Music is more than
pieces of plastic
By Ed Shane
CD sales suck.
When the weekly
SoundScan numbers circulate in our office, it
seems the totals each week are more tepid than
the week before. (SoundScan measures CD
purchases at the point of sale).
For one
miserable week back in April, the Top 10 CDs,
taken together, showed only 347,794 units sold.
That means the Top 10 combined wouldn’t qualify
for a Gold record, since 500,000 is the
threshold.
The Top 10 that
week included the soundtrack from Frozen;
Pharrell Williams’ G I R L, with the once
joyful, now annoying hit, “Happy”; and Luke
Bryan’s Crash My Party. Granted, all
those releases are well into their sales lives
and have each amassed well more than a million
units each.
Seriously?
Fewer than 350,000 units in the Top 10 in one
week?
It’s all too
clear that the CD is no longer the center of the
music universe.
I don’t know how
long I’ve said to my friends in the radio and
records industries that little pieces of
circular plastic are not the business.
Music is the
business; and music lovers want music easily
accessible. iTunes made it easy. Apple’s now
the leading music dealer in the world, and
that’s hardly their core business.
Take an artist
like Granger Smith, wildly popular in Texas, but
hardly a household name on the national scene.
Nonetheless, Granger has more than a million
digital downloads during his career. He was the
number one independent country artist digitally
in 2013 and still number one well into 2014 when
I wrote this on the first of May.
That’s just one
example among the 25 billion downloads Apple
reported at the iTunes store in February.
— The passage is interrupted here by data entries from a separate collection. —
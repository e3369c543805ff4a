use axum::{Extension, Router, routing::get};
use std::{net::SocketAddr, str::FromStr};
use tokio::net::TcpListener;

use crate::{api, config, error, info, management::SharedSession};

/// Builds the bridge router with the shared session injected as an extension.
pub fn router(session: SharedSession) -> Router {
    Router::new()
        .route("/health", get(api::health))
        .route("/login", get(api::login))
        .route("/callback", get(api::callback))
        .route("/playlists", get(api::playlists))
        .route("/devices", get(api::devices))
        .route("/search", get(api::search))
        .route("/play", get(api::play).post(api::play))
        .route("/stop", get(api::stop).post(api::stop))
        .layer(Extension(session))
}

pub async fn start_api_server(session: SharedSession) {
    let app = router(session);

    let addr = match SocketAddr::from_str(&config::server_addr()) {
        Ok(addr) => addr,
        Err(e) => error!("Failed to parse server address: {}", e),
    };

    info!("Listening on http://{}", addr);
    let listener = TcpListener::bind(&addr).await.unwrap();
    axum::serve(listener, app).await.unwrap();
}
That’s an average of 15,000 songs downloaded
each minute!
Vinyl’s making a
comeback, too.
During Record
Store Day on April 19, lots of vinyl was sold,
most in limited runs to make them special and,
in some cases, rare. The number one seller that
day was Nirvana’s Pennyroyal Tea,
although artists of all genres participated.
Reports after
Record Store Day showed one day sales of vinyl
were up 91% over the previous week’s sales.
Compare that to 2013’s increase of 57% and
2012’s 26%
When TJ Broscoff
introduced his latest CD The Break here
at the Texas Music Chart offices, he also
brought copies of the the project pressed in
vinyl. One is displayed in our Cluttered Corner
performance and video space.
TJ sells them at
the merch table at his shows. Very smart.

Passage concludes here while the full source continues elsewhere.